You can’t completely separate the discussion of grassroots sports from professional sports since the transition often is a process rather than a sharp shift.

Before a specialist sports organisation adopts guidelines for trans people’s participation it’s recommended that there’s a thorough discussion about the importance of gender in the respective sport. Many may agree that gender lacks importance in grassroots sports and that the policy therefore shouldn’t place unnecessary importance on hormone levels and the use of hormones. All specialist sports organisations should consider and investigate the possibility of instating gender neutral categories where athletes can partake without stating their legal gender.

In the project Sports for all bodies RFSL works with the sports movement to come up with suggestions for policies for different ages and categories. The work is estimated to be finished 2020. However, there are already recommendations for children up to 12 years old.

Children up to 18 years old

Children’s and youth sports should follow the United Nations Convention on the Rights of the Child. 

ALL sports for children should, according to guidelines, operate from a children’s rights perspective. That means that the operation should be based on the child’s own interest and needs where play, joy and the will to move are a priority. Sports should contain versatile exercises and encourage participation in multiple sports.  

A child doing sports should have the right to partake according to their own wishes, regardless of what gender the child was assigned at birth.  

All children up to 18 years old should themselves choose category, team or group without restrictions.

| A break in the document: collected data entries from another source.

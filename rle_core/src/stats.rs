/// What a compress or decompress pass moved.
#[derive(Debug, Default, Clone, Copy, PartialEq, Eq)]
pub struct Stats {
    /// Uncompressed bytes consumed (compress) or produced (decompress).
    pub raw_bytes: u64,
    /// Packets written (compress) or read (decompress).
    pub packets: u64,
}

impl Stats {
    /// Size of the encoded stream these stats describe, header included.
    pub fn encoded_bytes(&self) -> u64 {
        crate::format::HEADER_SIZE as u64 + self.packets * crate::format::PACKET_SIZE as u64
    }

    /// Compression ratio (raw / encoded).
    pub fn ratio(&self) -> f64 {
        self.raw_bytes as f64 / self.encoded_bytes() as f64
    }
}
use std::fmt;
use std::io;

use thiserror::Error;

/// The on-disk structure a stream ended inside of.
#[derive(Debug, Clone, Copy, PartialEq, Eq)]
pub enum Structure {
    Header,
    Packet,
}

impl fmt::Display for Structure {
    fn fmt(&self, f: &mut fmt::Formatter<'_>) -> fmt::Result {
        match self {
            Self::Header => write!(f, "header"),
            Self::Packet => write!(f, "packet"),
        }
    }
}

/// Why a stream was rejected as not being an RLE stream.
#[derive(Debug, Clone, PartialEq, Eq, Error)]
pub enum FormatError {
    #[error("bad signature {found:02x?}, not an RLE stream")]
    BadSignature { found: [u8; 3] },
    #[error("unsupported version 0x{found:02x}")]
    BadVersion { found: u8 },
    #[error("stream ends before the 4-byte header")]
    TruncatedHeader,
}

/// Error type for every codec operation.
#[derive(Debug, Error)]
pub enum Error {
    #[error("i/o failure: {0}")]
    Io(#[from] io::Error),
    #[error("stream truncated in the middle of a {0}")]
    Truncated(Structure),
    #[error("invalid format: {0}")]
    InvalidFormat(#[from] FormatError),
    #[error("nothing to compress: input is empty")]
    EmptyInput,
}

pub type Result<T> = std::result::Result<T, Error>;
use std::io::{self, Read, Write};

use tracing::{debug, trace};

use crate::error::{Error, Result};
use crate::format::{write_header, MAX_RUN};
use crate::packet::{write_packet, Packet};
use crate::stats::Stats;

/// Bytes pulled from the input per `read` call in [`compress`].
const READ_CHUNK: usize = 8 * 1024;

/// Streaming run-length encoder.
///
/// # Write contract
/// Call [`write`](Encoder::write) any number of times with arbitrary-sized
/// byte slices; chunk boundaries never change the encoded output. The header
/// goes out with the first byte, so an encoder that never sees a byte writes
/// nothing. Call [`finish`](Encoder::finish) to emit the trailing run and
/// flush.
///
/// # Layout written
/// ```text
/// [HEADER: "RLE" 0x10]
/// [count value] [count value] ...          ← one packet per run, runs cap at 255
/// ```
pub struct Encoder<W: Write> {
    output: W,
    /// Value and length of the run being accumulated; `None` until the first byte.
    run: Option<(u8, u8)>,
    stats: Stats,
}

impl<W: Write> Encoder<W> {
    pub fn new(output: W) -> Self {
        Self {
            output,
            run: None,
            stats: Stats::default(),
        }
    }

    /// Feed `data` through run detection, emitting every run it closes.
    pub fn write(&mut self, data: &[u8]) -> Result<()> {
        for &byte in data {
            match self.run {
                None => {
                    write_header(&mut self.output)?;
                    self.run = Some((byte, 1));
                }
                Some((value, len)) if value == byte && len < MAX_RUN => {
                    self.run = Some((value, len + 1));
                }
                Some((value, len)) => {
                    self.emit(Packet::new(len, value))?;
                    self.run = Some((byte, 1));
                }
            }
            self.stats.raw_bytes += 1;
        }
        Ok(())
    }

    fn emit(&mut self, packet: Packet) -> Result<()> {
        trace!(count = packet.count, value = packet.value, "emit packet");
        write_packet(&mut self.output, packet)?;
        self.stats.packets += 1;
        Ok(())
    }

    /// Emit the trailing run and flush the output.
    ///
    /// Fails with [`Error::EmptyInput`] if no byte was ever written.
    pub fn finish(mut self) -> Result<Stats> {
        let Some((value, len)) = self.run.take() else {
            return Err(Error::EmptyInput);
        };
        self.emit(Packet::new(len, value))?;
        self.output.flush()?;

        debug!(
            raw_bytes = self.stats.raw_bytes,
            packets = self.stats.packets,
            "encoded stream"
        );
        Ok(self.stats)
    }
}

/// Compress everything `input` yields into `output`, header included.
///
/// Errors abort immediately; whatever already reached `output` stays there.
pub fn compress<R: Read, W: Write>(mut input: R, output: W) -> Result<Stats> {
    let mut encoder = Encoder::new(output);
    let mut buf = [0u8; READ_CHUNK];
    loop {
        let n = match input.read(&mut buf) {
            Ok(0) => break,
            Ok(n) => n,
            Err(e) if e.kind() == io::ErrorKind::Interrupted => continue,
            Err(e) => return Err(e.into()),
        };
        encoder.write(&buf[..n])?;
    }
    encoder.finish()
}
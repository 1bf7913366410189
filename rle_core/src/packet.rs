use std::io::{Read, Write};

use crate::error::{Error, Result, Structure};
use crate::format::{read_up_to, PACKET_SIZE};

/// One run descriptor: `value` repeated `count` times.
///
/// The encoder only ever produces packets with `count >= 1`.
#[derive(Debug, Clone, Copy, PartialEq, Eq)]
pub struct Packet {
    pub count: u8,
    pub value: u8,
}

impl Packet {
    pub fn new(count: u8, value: u8) -> Self {
        Self { count, value }
    }

    /// Wire form: count byte, then value byte.
    #[inline]
    pub fn to_bytes(self) -> [u8; PACKET_SIZE] {
        [self.count, self.value]
    }

    #[inline]
    pub fn from_bytes(buf: [u8; PACKET_SIZE]) -> Self {
        Self {
            count: buf[0],
            value: buf[1],
        }
    }
}

/// Write `packet` as exactly `PACKET_SIZE` bytes.
pub fn write_packet<W: Write + ?Sized>(output: &mut W, packet: Packet) -> Result<()> {
    output.write_all(&packet.to_bytes())?;
    Ok(())
}

/// Read the next packet.
///
/// `Ok(None)` means the input ended cleanly on a packet boundary. A single
/// dangling byte is [`Error::Truncated`].
pub fn read_packet<R: Read + ?Sized>(input: &mut R) -> Result<Option<Packet>> {
    let mut buf = [0u8; PACKET_SIZE];
    match read_up_to(input, &mut buf)? {
        0 => Ok(None),
        PACKET_SIZE => Ok(Some(Packet::from_bytes(buf))),
        _ => Err(Error::Truncated(Structure::Packet)),
    }
}

#[cfg(test)]
mod tests {
    use super::*;

    #[test]
    fn packet_is_count_then_value() {
        let mut out = Vec::new();
        write_packet(&mut out, Packet::new(3, 0x41)).unwrap();
        assert_eq!(out, [3, 0x41]);
    }

    #[test]
    fn every_packet_is_two_bytes() {
        let mut out = Vec::new();
        for (count, value) in [(1, 0), (255, 255), (128, 7)] {
            write_packet(&mut out, Packet::new(count, value)).unwrap();
        }
        assert_eq!(out.len(), 3 * PACKET_SIZE);
    }

    #[test]
    fn read_stops_cleanly_at_boundary() {
        let mut input: &[u8] = &[2, 0x42, 1, 0x43];
        assert_eq!(read_packet(&mut input).unwrap(), Some(Packet::new(2, 0x42)));
        assert_eq!(read_packet(&mut input).unwrap(), Some(Packet::new(1, 0x43)));
        assert_eq!(read_packet(&mut input).unwrap(), None);
        // exhausted input keeps reporting a clean end
        assert_eq!(read_packet(&mut input).unwrap(), None);
    }

    #[test]
    fn dangling_count_byte_is_truncation() {
        let mut input: &[u8] = &[5, 0x00, 7];
        read_packet(&mut input).unwrap();
        let err = read_packet(&mut input).unwrap_err();
        assert!(matches!(err, Error::Truncated(Structure::Packet)));
    }

    /// Hands out one byte per `read` call.
    struct Trickle<'a>(&'a [u8]);

    impl Read for Trickle<'_> {
        fn read(&mut self, buf: &mut [u8]) -> std::io::Result<usize> {
            if self.0.is_empty() || buf.is_empty() {
                return Ok(0);
            }
            buf[0] = self.0[0];
            self.0 = &self.0[1..];
            Ok(1)
        }
    }

    #[test]
    fn short_reads_are_not_truncation() {
        let mut input = Trickle(&[9, 0xEE]);
        assert_eq!(read_packet(&mut input).unwrap(), Some(Packet::new(9, 0xEE)));
    }
}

Suggestions for other policy items

  • A statement that promotes the inclusion of athletes with trans experience.
  • A statement that says that participation in sports as far as possible should be based on people’s gender identity, and not the gender assigned at birth.
  • A promise to create a safe and welcoming environment for all athletes.
  • A confirmation that personal information only will be collected if it is absolutely necessary.
  • A contact person for athletes with trans experience, and a clear frame for other roles and areas of responsibility.
  • Information and guidance around complaints which should:
    • describe how an athlete can make a complaint about discrimination or harassment based on gender or gender identity
    • describe how the association or federation will handle complaints
    • be fair, effective and confidential with the possibility to make anonymous complaints
    • be accessible to children and be child-oriented.
  • Be aware that the ability to do sports can be affected by gender-affirming treatment.
  • A statement that says that the association or federation encourages the use of the right pronoun (for example by asking the players what pronoun they have when they register and use these pronouns in spoken and written communication).
  • A section for “commonly asked questions” that answers questions that might arise.